Like many exploratory technologies, the question is often, “what’s in it for me?” Well, there are a few reasons why mesh networking could be a possible option in the future. Until recently, mesh networking remained a long way from realizing its full potential.
After all, why would anyone want to share their internet with a whole bunch of people within a network? If your neighbor’s ever asked you for your WIFI password, you’ll know what I’m talking about. If the only incentivization for sharing your internet connection is feeling like a good neighbor, the network won’t last very long.
But blockchain technology allows for the tokenization of mesh networking through cryptocurrency and could prove to be a real gamechanger here. By incentivizing people through cryptocurrency, mesh networking can become a reality.
Companies like Open Garden, RightMesh, and Blockmesh are already achieving peer-to-peer connectivity using WIFI and Bluetooth features present in mobile phones.
Each time a client connects to the network, a mesh is created for people to join, and then networks grow from there. Every time you lend your connection, you get rewarded with tokens. This adds the missing piece of the puzzle needed for mesh networking to flourish. People become their own ISPs and no longer have to rely on expensive, inefficient internet providers.

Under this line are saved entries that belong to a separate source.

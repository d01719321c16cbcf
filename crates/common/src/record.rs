//! Column/value model for rows exchanged with the storage layer.
//!
//! A [`Record`] is an *ordered* mapping of column name → [`SqlValue`], as read
//! from or written to storage. Column order is preserved so that encrypted
//! envelope columns land where the plaintext column was, and result rows come
//! back to callers in the shape the database produced them.

use serde::{Deserialize, Serialize};

/// A single SQL-typed value.
#[derive(Debug, Clone, PartialEq, Serialize, Deserialize)]
#[serde(rename_all = "snake_case")]
pub enum SqlValue {
    /// SQL NULL.
    Null,
    /// 64-bit signed integer.
    Integer(i64),
    /// Double-precision float.
    Real(f64),
    /// UTF-8 text.
    Text(String),
    /// Binary column (ciphertext and IV columns are BLOBs).
    Blob(Vec<u8>),
}

impl SqlValue {
    /// Returns `true` for [`SqlValue::Null`].
    pub fn is_null(&self) -> bool {
        matches!(self, SqlValue::Null)
    }

    /// Borrow the text content, if this is a [`SqlValue::Text`].
    pub fn as_str(&self) -> Option<&str> {
        match self {
            SqlValue::Text(s) => Some(s.as_str()),
            _ => None,
        }
    }

    /// Borrow the blob content, if this is a non-empty [`SqlValue::Blob`].
    ///
    /// An empty blob is treated like NULL: envelope columns are only
    /// meaningful when both ciphertext and IV are actually populated.
    pub fn as_nonempty_blob(&self) -> Option<&[u8]> {
        match self {
            SqlValue::Blob(b) if !b.is_empty() => Some(b.as_slice()),
            _ => None,
        }
    }

    /// Render this value as encryption-eligible plaintext.
    ///
    /// Returns `None` for NULL, blobs, and empty or whitespace-only text —
    /// those values are never routed through the cipher. Numbers are
    /// stringified, matching how they would be stored in a text column.
    pub fn to_plaintext(&self) -> Option<String> {
        match self {
            SqlValue::Text(s) if !s.trim().is_empty() => Some(s.clone()),
            SqlValue::Integer(i) => Some(i.to_string()),
            SqlValue::Real(r) => Some(r.to_string()),
            _ => None,
        }
    }
}

impl From<&str> for SqlValue {
    fn from(s: &str) -> Self {
        SqlValue::Text(s.to_owned())
    }
}

impl From<String> for SqlValue {
    fn from(s: String) -> Self {
        SqlValue::Text(s)
    }
}

impl From<i64> for SqlValue {
    fn from(i: i64) -> Self {
        SqlValue::Integer(i)
    }
}

impl From<Vec<u8>> for SqlValue {
    fn from(b: Vec<u8>) -> Self {
        SqlValue::Blob(b)
    }
}

/// An ordered column → value mapping.
#[derive(Debug, Clone, Default, PartialEq, Serialize, Deserialize)]
pub struct Record {
    columns: Vec<(String, SqlValue)>,
}

impl Record {
    /// Create an empty record.
    pub fn new() -> Self {
        Self::default()
    }

    /// Create an empty record with space for `capacity` columns.
    pub fn with_capacity(capacity: usize) -> Self {
        Self {
            columns: Vec::with_capacity(capacity),
        }
    }

    /// Append a column at the end. Does not check for duplicates; use
    /// [`Record::insert`] when the column may already exist.
    pub fn push(&mut self, name: impl Into<String>, value: SqlValue) {
        self.columns.push((name.into(), value));
    }

    /// Replace the value of `name` in place, or append it if absent.
    pub fn insert(&mut self, name: impl Into<String>, value: SqlValue) {
        let name = name.into();
        match self.columns.iter_mut().find(|(n, _)| *n == name) {
            Some((_, v)) => *v = value,
            None => self.columns.push((name, value)),
        }
    }

    /// Look up a column by name.
    pub fn get(&self, name: &str) -> Option<&SqlValue> {
        self.columns
            .iter()
            .find(|(n, _)| n == name)
            .map(|(_, v)| v)
    }

    /// Remove a column by name, returning its value.
    pub fn remove(&mut self, name: &str) -> Option<SqlValue> {
        let idx = self.columns.iter().position(|(n, _)| n == name)?;
        Some(self.columns.remove(idx).1)
    }

    /// Returns `true` if the column exists (even if NULL).
    pub fn contains_column(&self, name: &str) -> bool {
        self.columns.iter().any(|(n, _)| n == name)
    }

    /// Iterate over column names in order.
    pub fn column_names(&self) -> impl Iterator<Item = &str> {
        self.columns.iter().map(|(n, _)| n.as_str())
    }

    /// Iterate over `(name, value)` pairs in order.
    pub fn iter(&self) -> impl Iterator<Item = (&str, &SqlValue)> {
        self.columns.iter().map(|(n, v)| (n.as_str(), v))
    }

    /// Number of columns.
    pub fn len(&self) -> usize {
        self.columns.len()
    }

    /// Returns `true` if the record has no columns.
    pub fn is_empty(&self) -> bool {
        self.columns.is_empty()
    }
}

impl IntoIterator for Record {
    type Item = (String, SqlValue);
    type IntoIter = std::vec::IntoIter<(String, SqlValue)>;

    fn into_iter(self) -> Self::IntoIter {
        self.columns.into_iter()
    }
}

impl FromIterator<(String, SqlValue)> for Record {
    fn from_iter<T: IntoIterator<Item = (String, SqlValue)>>(iter: T) -> Self {
        Self {
            columns: iter.into_iter().collect(),
        }
    }
}

#[cfg(test)]
mod tests {
    use super::*;

    #[test]
    fn preserves_insertion_order() {
        let mut r = Record::new();
        r.push("first_name", "Ann".into());
        r.push("phone", "+1-555-0100".into());
        r.push("id", SqlValue::Integer(1));
        let names: Vec<&str> = r.column_names().collect();
        assert_eq!(names, vec!["first_name", "phone", "id"]);
    }

    #[test]
    fn insert_replaces_in_place() {
        let mut r = Record::new();
        r.push("a", SqlValue::Integer(1));
        r.push("b", SqlValue::Integer(2));
        r.insert("a", SqlValue::Integer(9));
        assert_eq!(r.get("a"), Some(&SqlValue::Integer(9)));
        let names: Vec<&str> = r.column_names().collect();
        assert_eq!(names, vec!["a", "b"]);
    }

    #[test]
    fn remove_returns_value() {
        let mut r = Record::new();
        r.push("phone", "+1-555-0100".into());
        assert_eq!(r.remove("phone"), Some(SqlValue::Text("+1-555-0100".into())));
        assert!(r.is_empty());
        assert_eq!(r.remove("phone"), None);
    }

    #[test]
    fn empty_blob_is_not_an_envelope_part() {
        assert!(SqlValue::Blob(vec![]).as_nonempty_blob().is_none());
        assert!(SqlValue::Blob(vec![1]).as_nonempty_blob().is_some());
        assert!(SqlValue::Null.as_nonempty_blob().is_none());
    }

    #[test]
    fn plaintext_rendering() {
        assert_eq!(SqlValue::Text("x".into()).to_plaintext().as_deref(), Some("x"));
        assert_eq!(SqlValue::Text("   ".into()).to_plaintext(), None);
        assert_eq!(SqlValue::Text(String::new()).to_plaintext(), None);
        assert_eq!(SqlValue::Integer(42).to_plaintext().as_deref(), Some("42"));
        assert_eq!(SqlValue::Null.to_plaintext(), None);
        assert_eq!(SqlValue::Blob(vec![1, 2]).to_plaintext(), None);
    }

    #[test]
    fn serde_round_trip() {
        let mut r = Record::new();
        r.push("diagnosis", "acute bronchitis".into());
        r.push("diagnosis_iv", SqlValue::Blob(vec![0u8; 16]));
        let json = serde_json::to_string(&r).unwrap();
        let decoded: Record = serde_json::from_str(&json).unwrap();
        assert_eq!(decoded, r);
    }
}
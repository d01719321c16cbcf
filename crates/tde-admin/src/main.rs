//! `tde-admin` — operator tool for the field-encryption layer.
//!
//! Startup sequence:
//! 1. Load and validate [`Config`] from environment variables.
//! 2. Initialise structured JSON logging (stderr; stdout carries reports).
//! 3. Dispatch the subcommand against the configured database.
//!
//! Subcommands:
//! - `setup`   — create the master key store and add envelope columns.
//! - `migrate` — bulk-encrypt existing plaintext rows.
//! - `verify`  — report encryption coverage per table.
//! - `rotate`  — replace the master key and re-encrypt everything.
//! - `info`    — print the encryption configuration and key state.
//! - `scrub`   — null out plaintext values that already carry an envelope.

mod config;
mod schema;
mod sqlite;
mod telemetry;

use anyhow::{bail, Result};
use serde::Serialize;
use tde::config::EncryptionConfig;
use tde::keys::KeyManager;
use tde::{MigrationManager, RecordCodec};
use tracing::info;

use crate::config::Config;
use crate::sqlite::SqliteExecutor;

const USAGE: &str = "usage: tde-admin <setup|migrate|verify|rotate|info|scrub>";

#[tokio::main]
async fn main() -> Result<()> {
    // -----------------------------------------------------------------------
    // 1. Configuration
    // -----------------------------------------------------------------------
    let cfg = Config::from_env().map_err(|e| {
        eprintln!("ERROR: tde-admin configuration invalid: {e}");
        e
    })?;

    // -----------------------------------------------------------------------
    // 2. Telemetry
    // -----------------------------------------------------------------------
    telemetry::init(&cfg.log_level)?;

    // -----------------------------------------------------------------------
    // 3. Command dispatch
    // -----------------------------------------------------------------------
    let command = match std::env::args().nth(1) {
        Some(c) => c,
        None => bail!("{USAGE}"),
    };
    run(&command, &cfg).await
}

async fn run(command: &str, cfg: &Config) -> Result<()> {
    let keys = KeyManager::new(&cfg.tde, EncryptionConfig::builtin())?;
    let executor = SqliteExecutor::open(&cfg.database_path)?;
    let manager = MigrationManager::new(RecordCodec::new(keys.clone()), executor);

    match command {
        "setup" => {
            schema::ensure_envelope_columns(manager.executor(), keys.config()).await?;
            info!("key store and schema ready");
            print_report(&keys.encryption_info())
        }
        "migrate" => {
            let reports = manager.migrate_all().await?;
            print_report(&reports)
        }
        "verify" => {
            let reports = manager.verify_all().await?;
            print_report(&reports)
        }
        "rotate" => {
            let report = manager.rotate_master_key().await?;
            print_report(&report)
        }
        "info" => print_report(&keys.encryption_info()),
        "scrub" => {
            let scrubbed = schema::scrub_plaintext(manager.executor(), keys.config()).await?;
            info!(scrubbed, "scrub complete");
            println!("{scrubbed}");
            Ok(())
        }
        other => bail!("unknown command `{other}`\n{USAGE}"),
    }
}

fn print_report<T: Serialize>(report: &T) -> Result<()> {
    println!("{}", serde_json::to_string_pretty(report)?);
    Ok(())
}
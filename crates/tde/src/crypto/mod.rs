//! Cipher primitives for individual field values.

pub mod cipher;

pub use cipher::{CipherEnvelope, CipherError, KEY_LEN};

Open Garden has already created an app called FireChat, which is the first off-the-grid messaging app to work when people have no internet connection. And things are just getting started. Pilot projects in impoverished countries and hard-to-reach places with no access to the internet are also proving to be successful.
Another key feature of mesh networking is that it can keep running even after a storm or natural disaster. And no governments can shut it down. So, when internet lines go down, your mesh connection can stay online.
Mesh networking isn’t replacing the internet any time soon. But it may not be too long before we have a viable alternative. Once a system is in place for uninterrupted connectivity, you’ll definitely start to carefully consider the benefits of this underrated technology.